This creates the following plots: test2-1

(The final log plot shows the inadequacy of the ymode=log argument to linear regressions.)

I'm not sure what the best generalization of this is (should the user be able to specify any gnuplot function and which variables to fit?), but at least the quadratic and exponential regressions would be quite useful to have as syntax via create col/exponential regression and create col/quadratic regression.

(Presumably the code I wrote would need to be cleaned up somewhat to use more standard file names for the parameters (maybe based on the id key?), to emit the appropriate warning/error when gnuplot isn't available, and to be accessible via create col rather than as their own commands.

Mo-Gul commented 4 years ago

My guess is that this won't be implemented, because it relies on gnuplot -- in contrast to the linear regression. If at least there would be solution using Lua than there might be a chance, because Lua(La)TeX should be available on most of the installations today.

(Maybe there is also a possibility to use xfp package to do the job?)

hmenke commented 4 years ago

My guess is that this won't be implemented, because nowadays Christian only reacts when I directly send him a ready-to-merge patch and remind him several times.
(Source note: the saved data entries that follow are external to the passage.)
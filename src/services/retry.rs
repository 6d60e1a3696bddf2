//! Bounded retry with exponential backoff.
//!
//! The policy is data, the retryability test is a closure and the operation
//! is a closure taking the 1-based attempt number, so any fallible async call
//! can be wrapped without a dedicated client type.

use std::fmt::Display;
use std::future::Future;
use std::time::Duration;
use tokio::time::sleep;
use tracing::warn;

#[derive(Debug, Clone, Copy, PartialEq, Eq)]
pub struct RetryPolicy {
    /// Total attempts including the first one (at least 1)
    pub max_attempts: u32,
    /// Delay after the first failed attempt; doubles after each further failure
    pub base_delay: Duration,
}

impl RetryPolicy {
    pub fn from_retries(retries: u32, base_delay: Duration) -> Self {
        Self {
            max_attempts: retries.saturating_add(1),
            base_delay,
        }
    }

    /// Delay to wait after `attempt` (1-based) failed: `base * 2^(attempt-1)`
    pub fn delay_for(&self, attempt: u32) -> Duration {
        let factor = 2u32.saturating_pow(attempt.saturating_sub(1));
        self.base_delay.saturating_mul(factor)
    }
}

/// Runs `op` until it succeeds, fails with a non-retryable error, or the
/// policy's attempts are used up. The last error is returned unchanged.
pub async fn retry<T, E, F, Fut, R>(policy: &RetryPolicy, is_retryable: R, mut op: F) -> Result<T, E>
where
    F: FnMut(u32) -> Fut,
    Fut: Future<Output = Result<T, E>>,
    R: Fn(&E) -> bool,
    E: Display,
{
    let max_attempts = policy.max_attempts.max(1);
    let mut attempt = 1;

    loop {
        match op(attempt).await {
            Ok(value) => return Ok(value),
            Err(e) if attempt >= max_attempts || !is_retryable(&e) => return Err(e),
            Err(e) => {
                let delay = policy.delay_for(attempt);
                warn!(
                    attempt,
                    max_attempts,
                    delay_ms = delay.as_millis() as u64,
                    error = %e,
                    "Attempt failed, retrying"
                );
                sleep(delay).await;
                attempt += 1;
            }
        }
    }
}

#[cfg(test)]
mod tests {
    use super::*;
    use std::sync::{Arc, Mutex};
    use tokio::time::Instant;

    #[derive(Debug, PartialEq)]
    enum Failure {
        Transient,
        Permanent,
    }

    impl Display for Failure {
        fn fmt(&self, f: &mut std::fmt::Formatter<'_>) -> std::fmt::Result {
            write!(f, "{:?}", self)
        }
    }

    fn transient(e: &Failure) -> bool {
        *e == Failure::Transient
    }

    #[test]
    fn test_delay_doubles() {
        let policy = RetryPolicy::from_retries(2, Duration::from_secs(1));
        assert_eq!(policy.max_attempts, 3);
        assert_eq!(policy.delay_for(1), Duration::from_secs(1));
        assert_eq!(policy.delay_for(2), Duration::from_secs(2));
        assert_eq!(policy.delay_for(3), Duration::from_secs(4));
        assert_eq!(policy.delay_for(200), Duration::from_secs(u32::MAX as u64));
    }

    #[tokio::test(start_paused = true)]
    async fn test_exhausts_attempts_with_exponential_gaps() {
        let policy = RetryPolicy::from_retries(3, Duration::from_secs(1));
        let started = Arc::new(Mutex::new(Vec::new()));

        let calls = started.clone();
        let result: Result<(), Failure> = retry(&policy, transient, |_| {
            calls.lock().unwrap().push(Instant::now());
            async { Err(Failure::Transient) }
        })
        .await;

        assert_eq!(result, Err(Failure::Transient));
        let started = started.lock().unwrap();
        assert_eq!(started.len(), 4);

        let gaps: Vec<u64> = started
            .windows(2)
            .map(|w| (w[1] - w[0]).as_secs())
            .collect();
        assert_eq!(gaps, vec![1, 2, 4]);
    }

    #[tokio::test(start_paused = true)]
    async fn test_permanent_error_is_not_retried() {
        let policy = RetryPolicy::from_retries(2, Duration::from_secs(1));
        let mut calls = 0;

        let result: Result<(), Failure> = retry(&policy, transient, |_| {
            calls += 1;
            async { Err(Failure::Permanent) }
        })
        .await;

        assert_eq!(result, Err(Failure::Permanent));
        assert_eq!(calls, 1);
    }

    #[tokio::test(start_paused = true)]
    async fn test_recovers_after_transient_failures() {
        let policy = RetryPolicy::from_retries(2, Duration::from_secs(1));

        let result = retry(&policy, transient, |attempt| async move {
            if attempt < 3 {
                Err(Failure::Transient)
            } else {
                Ok(attempt)
            }
        })
        .await;

        assert_eq!(result, Ok(3));
    }
}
Remember the circle disaster? My PR #347 is also open without any comment for over a month now.

JasonGross commented 4 years ago

@Mo-Gul There should be a way to do the regression in lua/xfp. I just figured that since there's some support for gnuplot integrated into pgfplots, it'd be reasonable to add this support conditional on gnuplots being around. In any case, I think the log-mode issue with linear regression is a bug, and can probably be fixed by adjusting the default variances to log-scale when in log-mode. Should I open a separate report for this?
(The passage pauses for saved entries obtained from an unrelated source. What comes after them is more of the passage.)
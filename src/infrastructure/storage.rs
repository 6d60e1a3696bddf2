use crate::config::StorageConfig;
use crate::services::storage::SupabaseStorage;
use std::sync::Arc;
use tracing::{info, warn};

pub fn setup_storage(config: &StorageConfig) -> Arc<SupabaseStorage> {
    info!(
        "☁️  Storage: {} (invoices: '{}', logos: '{}')",
        config.url, config.invoice_bucket, config.logo_bucket
    );

    if config.service_key.is_empty() {
        warn!("⚠️  STORAGE_SERVICE_KEY is empty, storage requests will be anonymous");
    }

    Arc::new(SupabaseStorage::from_config(config))
}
@hmenke Ah, that's unfortunate. Maybe I should just make my own package that builds on top of gnuplottex and pgfplots? (In any case, I'd appreciate help in figuring out how to extend create col so that the syntax for these is more in line with syntax for linear regression.)
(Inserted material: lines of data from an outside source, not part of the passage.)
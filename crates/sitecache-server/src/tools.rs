//! Tool definitions advertised by `tools/list`.

use serde_json::{json, Value};
use sitecache_core::operations::{
    CREATE_LIST_ITEM, GET_LIST_ITEMS, GET_SITE, LIST_LISTS, LIST_SITES, UPDATE_LIST_ITEM,
};

fn session_token() -> Value {
    json!({
        "type": "string",
        "description": "REQUIRED: vault session token. Obtain it by unlocking the vault first; it is exchanged for a Microsoft 365 credential on every call."
    })
}

fn site_url() -> Value {
    json!({
        "type": "string",
        "description": "Full SharePoint site URL, e.g. https://contoso.sharepoint.com/sites/engineering. Provide this or site_id, not both."
    })
}

fn site_id() -> Value {
    json!({
        "type": "string",
        "description": "SharePoint site id. Provide this or site_url, not both."
    })
}

fn list_id() -> Value {
    json!({
        "type": "string",
        "description": "List id or list title."
    })
}

fn tool(name: &str, description: &str, properties: Value, required: &[&str]) -> Value {
    json!({
        "name": name,
        "description": description,
        "inputSchema": {
            "type": "object",
            "properties": properties,
            "required": required,
        }
    })
}

/// Every tool, in the order clients see them
pub fn definitions() -> Vec<Value> {
    vec![
        tool(
            GET_SITE,
            "Get SharePoint site information (name, description, URL, timestamps) by site URL or site id.",
            json!({
                "session_token": session_token(),
                "site_url": site_url(),
                "site_id": site_id(),
            }),
            &["session_token"],
        ),
        tool(
            LIST_SITES,
            "List SharePoint sites the user can access, optionally filtered by a search term. Without a search, falls back to a broad discovery search when nothing is followed.",
            json!({
                "session_token": session_token(),
                "search": {
                    "type": "string",
                    "description": "Free-text search over site names."
                },
                "max_results": {
                    "type": "integer",
                    "minimum": 1,
                    "maximum": 500,
                    "default": 50,
                    "description": "Maximum number of sites to return."
                },
            }),
            &["session_token"],
        ),
        tool(
            LIST_LISTS,
            "List the lists and document libraries in a SharePoint site.",
            json!({
                "session_token": session_token(),
                "site_url": site_url(),
                "site_id": site_id(),
                "include_hidden": {
                    "type": "boolean",
                    "default": false,
                    "description": "Include hidden system lists."
                },
            }),
            &["session_token"],
        ),
        tool(
            GET_LIST_ITEMS,
            "Get items from a SharePoint list with their field values. Supports OData filters such as \"fields/Status eq 'Active'\".",
            json!({
                "session_token": session_token(),
                "site_url": site_url(),
                "site_id": site_id(),
                "list_id": list_id(),
                "max_results": {
                    "type": "integer",
                    "default": 100,
                    "description": "Maximum number of items to return (clamped to 1-500)."
                },
                "filter": {
                    "type": "string",
                    "description": "OData filter expression, passed to SharePoint as-is."
                },
                "select": {
                    "type": "string",
                    "description": "Comma-separated field names to return, e.g. \"Title,Status,DueDate\"."
                },
            }),
            &["session_token", "list_id"],
        ),
        tool(
            CREATE_LIST_ITEM,
            "Create a new item in a SharePoint list. Field names are internal column names, e.g. {\"Title\": \"New task\", \"Status\": \"Active\"}.",
            json!({
                "session_token": session_token(),
                "site_url": site_url(),
                "site_id": site_id(),
                "list_id": list_id(),
                "fields": {
                    "type": "object",
                    "description": "Column name to value mapping for the new item."
                },
            }),
            &["session_token", "list_id", "fields"],
        ),
        tool(
            UPDATE_LIST_ITEM,
            "Update fields of an existing SharePoint list item. Only the given fields change.",
            json!({
                "session_token": session_token(),
                "site_url": site_url(),
                "site_id": site_id(),
                "list_id": list_id(),
                "item_id": {
                    "type": "string",
                    "description": "Id of the item to update."
                },
                "fields": {
                    "type": "object",
                    "description": "Column name to value mapping of the fields to change."
                },
            }),
            &["session_token", "list_id", "item_id", "fields"],
        ),
    ]
}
Mo-Gul commented 4 years ago

If there isn't already an issue filed for this (I didn't check it) then you should add a new/separate for this, yes please.

I would be a fan of adding additional regression functions as well. But I am just a user of LaTeX and can't program anything myself. But if someone would do it, I'll be happy to test and proofe-read the documentation. If possible, I suggest that you try to implement this -- as already stated in my previous comment -- in Lua and/or xfp because this is available "by default" in newer TeX installations and natively supported. Gnuplot on the other hand needs a LaTeX run with --shell-escape enabled and other "problems"/prerequisites.

Of course you also create your own package where you can do whatever you want, but I think "visibility" for these features will be much higher, if they are shipped (as library) with PGFPlots directly instead of an additional package.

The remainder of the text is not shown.